● Problem
Only the number is wanted: how many lines below contain "starting"?

● Data supplied
================================

//! Dictionary configuration module.
//!
//! Controls where the word list comes from and how its lines become keys.

use super::{ConfigResult, Validate};
use crate::error::config::ConfigError;
use serde::{Deserialize, Serialize};
use std::path::PathBuf;

/// Dictionary configuration.
#[derive(Debug, Clone, Serialize, Deserialize, PartialEq, Eq)]
pub struct DictionaryConfig {
    /// Newline-delimited word list to load (None when supplied on the command line)
    pub path: Option<PathBuf>,

    /// Build the tree with balanced bulk insertion instead of line-by-line inserts
    pub balanced: bool,

    /// Strip leading and trailing whitespace from each line
    pub trim_whitespace: bool,

    /// Lines starting with this prefix are skipped
    pub comment_prefix: Option<String>,
}

impl Default for DictionaryConfig {
    fn default() -> Self {
        Self {
            path: None,
            balanced: true,
            trim_whitespace: true,
            comment_prefix: None,
        }
    }
}

impl Validate for DictionaryConfig {
    fn validate(&self) -> ConfigResult<()> {
        if self.comment_prefix.as_deref() == Some("") {
            return Err(ConfigError::ValidationError(
                "comment_prefix must not be empty when set".to_string(),
            ));
        }

        if self.path.as_ref().is_some_and(|p| p.as_os_str().is_empty()) {
            return Err(ConfigError::ValidationError(
                "dictionary path must not be empty when set".to_string(),
            ));
        }

        Ok(())
    }
}
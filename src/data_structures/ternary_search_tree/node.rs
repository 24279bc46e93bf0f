// Copyright (c) 2025 Tstree Authors
//
// Licensed under dual license:
// - MIT License (LICENSE-MIT or https://opensource.org/licenses/MIT)
// - Apache License, Version 2.0 (LICENSE-APACHE or https://www.apache.org/licenses/LICENSE-2.0)

//! Node implementation for the ternary search tree.
//!
//! Each node holds one character of one or more stored keys and exclusively
//! owns its three children.

use std::fmt;

/// Owning link to a child node.
pub(crate) type Link<T> = Option<Box<Node<T>>>;

/// A node in the ternary search tree.
///
/// The `left` subtree holds keys whose character at this position sorts
/// before `value`, the `right` subtree those that sort after it, and `mid`
/// continues the keys that match `value` one character deeper.
pub struct Node<T> {
    /// Comparison key at this position
    pub(crate) value: char,

    /// Payload of the key ending here; present iff the node is terminal
    pub(crate) payload: Option<T>,

    pub(crate) left: Link<T>,
    pub(crate) mid: Link<T>,
    pub(crate) right: Link<T>,
}

impl<T> Node<T> {
    /// Creates a non-terminal node holding `value`.
    pub(crate) fn new(value: char) -> Self {
        Self {
            value,
            payload: None,
            left: None,
            mid: None,
            right: None,
        }
    }

    /// The character this node compares against.
    pub fn value(&self) -> char {
        self.value
    }

    /// Whether some stored key ends exactly at this node.
    pub fn is_terminal(&self) -> bool {
        self.payload.is_some()
    }

    /// The payload attached to the key ending here, if any.
    pub fn payload(&self) -> Option<&T> {
        self.payload.as_ref()
    }

    /// Mutable access to the payload attached to the key ending here.
    pub fn payload_mut(&mut self) -> Option<&mut T> {
        self.payload.as_mut()
    }

    /// Detaches all three children, leaving this node a leaf.
    pub(crate) fn take_children(&mut self) -> [Link<T>; 3] {
        [self.left.take(), self.mid.take(), self.right.take()]
    }
}

/// Shows only this node; children are summarized so deep chains format in
/// constant stack space.
impl<T: fmt::Debug> fmt::Debug for Node<T> {
    fn fmt(&self, f: &mut fmt::Formatter<'_>) -> fmt::Result {
        f.debug_struct("Node")
            .field("value", &self.value)
            .field("payload", &self.payload)
            .field("has_left", &self.left.is_some())
            .field("has_mid", &self.mid.is_some())
            .field("has_right", &self.right.is_some())
            .finish()
    }
}
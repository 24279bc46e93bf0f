// Copyright (c) 2025 Tstree Authors
//
// Licensed under dual license:
// - MIT License (LICENSE-MIT or https://opensource.org/licenses/MIT)
// - Apache License, Version 2.0 (LICENSE-APACHE or https://www.apache.org/licenses/LICENSE-2.0)

//! In-order walks over a ternary search tree.
//!
//! The walk keeps an explicit stack instead of recursing, so degenerate trees
//! built from unsorted incremental inserts cannot exhaust the call stack.
//! Every node's `mid` subtree is explored whether or not the node itself is
//! terminal; terminal status only decides whether the node is reported.

use std::iter::FusedIterator;

use super::node::Node;

enum Step<'a, T> {
    /// Expand a subtree whose key prefix is `key[..depth]`.
    Descend(&'a Node<T>, usize),
    /// Report the node if terminal; its key is `key[..depth]` plus its value.
    Visit(&'a Node<T>, usize),
}

/// Walks every terminal node below a starting node in ascending key order,
/// yielding the full key of each one.
pub(crate) struct Walk<'a, T> {
    stack: Vec<Step<'a, T>>,
    key: String,
}

impl<'a, T> Walk<'a, T> {
    /// Starts a walk over the subtree rooted at `root`, where every key in
    /// that subtree begins with `prefix`.
    pub(crate) fn new(root: Option<&'a Node<T>>, prefix: String) -> Self {
        let depth = prefix.len();
        Self {
            stack: root.map(|node| Step::Descend(node, depth)).into_iter().collect(),
            key: prefix,
        }
    }
}

impl<'a, T> Iterator for Walk<'a, T> {
    type Item = (String, &'a Node<T>);

    fn next(&mut self) -> Option<Self::Item> {
        while let Some(step) = self.stack.pop() {
            match step {
                Step::Descend(node, depth) => {
                    // Pushed in reverse: left, self, mid, then right.
                    if let Some(right) = node.right.as_deref() {
                        self.stack.push(Step::Descend(right, depth));
                    }
                    if let Some(mid) = node.mid.as_deref() {
                        self.stack
                            .push(Step::Descend(mid, depth + node.value.len_utf8()));
                    }
                    self.stack.push(Step::Visit(node, depth));
                    if let Some(left) = node.left.as_deref() {
                        self.stack.push(Step::Descend(left, depth));
                    }
                }
                Step::Visit(node, depth) => {
                    self.key.truncate(depth);
                    self.key.push(node.value);
                    if node.is_terminal() {
                        return Some((self.key.clone(), node));
                    }
                }
            }
        }
        None
    }
}

impl<T> FusedIterator for Walk<'_, T> {}

/// An iterator over the entries of a [`TernarySearchTree`] in ascending key order.
///
/// This struct is created by [`TernarySearchTree::iter`].
///
/// [`TernarySearchTree`]: super::TernarySearchTree
/// [`TernarySearchTree::iter`]: super::TernarySearchTree::iter
pub struct Iter<'a, T> {
    walk: Walk<'a, T>,
    remaining: usize,
}

impl<'a, T> Iter<'a, T> {
    pub(crate) fn new(walk: Walk<'a, T>, len: usize) -> Self {
        Self {
            walk,
            remaining: len,
        }
    }
}

impl<'a, T> Iterator for Iter<'a, T> {
    type Item = (String, &'a T);

    fn next(&mut self) -> Option<Self::Item> {
        let entry = self
            .walk
            .find_map(|(key, node)| node.payload().map(|payload| (key, payload)));
        if entry.is_some() {
            self.remaining = self.remaining.saturating_sub(1);
        }
        entry
    }

    fn size_hint(&self) -> (usize, Option<usize>) {
        (self.remaining, Some(self.remaining))
    }
}

impl<T> ExactSizeIterator for Iter<'_, T> {}

impl<T> FusedIterator for Iter<'_, T> {}

/// An iterator over the keys of a [`TernarySearchTree`] in ascending order.
///
/// This struct is created by [`TernarySearchTree::keys`].
///
/// [`TernarySearchTree`]: super::TernarySearchTree
/// [`TernarySearchTree::keys`]: super::TernarySearchTree::keys
pub struct Keys<'a, T> {
    inner: Iter<'a, T>,
}

impl<'a, T> Keys<'a, T> {
    pub(crate) fn new(inner: Iter<'a, T>) -> Self {
        Self { inner }
    }
}

impl<T> Iterator for Keys<'_, T> {
    type Item = String;

    fn next(&mut self) -> Option<Self::Item> {
        self.inner.next().map(|(key, _)| key)
    }

    fn size_hint(&self) -> (usize, Option<usize>) {
        self.inner.size_hint()
    }
}

impl<T> ExactSizeIterator for Keys<'_, T> {}

impl<T> FusedIterator for Keys<'_, T> {}
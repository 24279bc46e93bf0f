//! Error module for tstree.
//!
//! Tree operations are total and never fail; the errors here belong to the
//! layers around the tree: configuration loading, dictionary loading and
//! the command-line front end.

use std::fmt::{Display, Formatter};
use std::sync::Arc;

use once_cell::sync::Lazy;
use parking_lot::RwLock;
use thiserror::Error;

pub mod config;
pub mod dictionary;

/// Result type alias used throughout tstree.
pub type TstreeResult<T> = Result<T, TstreeError>;

/// Core error enum for tstree.
#[derive(Error, Debug)]
pub enum TstreeError {
    /// Errors occurring during configuration loading or validation.
    #[error("Configuration error: {0}")]
    Config(#[from] config::ConfigError),

    /// Errors occurring while loading a word list into a tree.
    #[error("Dictionary error: {0}")]
    Dictionary(#[from] dictionary::DictionaryError),

    /// IO errors that may occur during file operations.
    #[error("IO error: {0}")]
    Io(#[from] std::io::Error),

    /// Serialization errors when rendering JSON output.
    #[error("Serialization error: {0}")]
    Serialization(#[from] serde_json::Error),

    /// Custom error with message for cases where specific error types are not defined.
    #[error("{0}")]
    Custom(String),
}

/// Error reporting structure to provide context and debugging information.
#[derive(Debug)]
pub struct ErrorContext {
    /// The original error that occurred.
    pub error: TstreeError,

    /// The component where the error occurred.
    pub component: String,

    /// Additional context information to help with debugging.
    pub details: Option<String>,
}

impl ErrorContext {
    /// Creates a new error context with the given error and component.
    ///
    /// # Arguments
    ///
    /// * `error` - The error that occurred
    /// * `component` - The component where the error occurred
    pub fn new<S: Into<String>>(error: TstreeError, component: S) -> Self {
        Self {
            error,
            component: component.into(),
            details: None,
        }
    }

    /// Adds detail information to the error context.
    pub fn with_details<S: Into<String>>(mut self, details: S) -> Self {
        self.details = Some(details.into());
        self
    }
}

impl Display for ErrorContext {
    fn fmt(&self, f: &mut Formatter<'_>) -> std::fmt::Result {
        write!(f, "Error in {}: {}", self.component, self.error)?;
        if let Some(details) = &self.details {
            write!(f, "\nDetails: {details}")?;
        }
        Ok(())
    }
}

/// Error reporter trait for reporting errors to various sinks.
pub trait ErrorReporter: Send + Sync + std::fmt::Debug {
    /// Report an error with context.
    fn report(&self, context: &ErrorContext);
}

/// Reports errors as `tracing` events, with the span trace captured by
/// `tracing-error` when its layer is installed.
#[derive(Default, Debug)]
pub struct TracingErrorReporter;

impl ErrorReporter for TracingErrorReporter {
    fn report(&self, context: &ErrorContext) {
        let span_trace = tracing_error::SpanTrace::capture();
        tracing::error!(
            error = %context.error,
            component = %context.component,
            details = context.details.as_deref().unwrap_or("None"),
            spans = %span_trace,
            "Error reported"
        );
    }
}

/// Global error reporter accessor.
#[derive(Debug, Default)]
pub struct ErrorReporting {
    reporter: Option<Arc<dyn ErrorReporter>>,
}

impl ErrorReporting {
    /// Set the error reporter.
    pub fn set_reporter(&mut self, reporter: Arc<dyn ErrorReporter>) {
        self.reporter = Some(reporter);
    }

    /// Report an error with context.
    pub fn report(&self, context: &ErrorContext) {
        if let Some(reporter) = &self.reporter {
            reporter.report(context);
        } else {
            // No reporter yet: logging may not be initialized either
            eprintln!("Error: {context}");
        }
    }
}

static ERROR_REPORTING: Lazy<RwLock<ErrorReporting>> =
    Lazy::new(|| RwLock::new(ErrorReporting::default()));

/// Set the global error reporter.
///
/// # Arguments
///
/// * `reporter` - The error reporter to use
pub fn set_error_reporter(reporter: Arc<dyn ErrorReporter>) {
    ERROR_REPORTING.write().set_reporter(reporter);
}

/// Report an error through the global error reporter.
pub fn report_error(context: &ErrorContext) {
    ERROR_REPORTING.read().report(context);
}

================================

● Answer space
2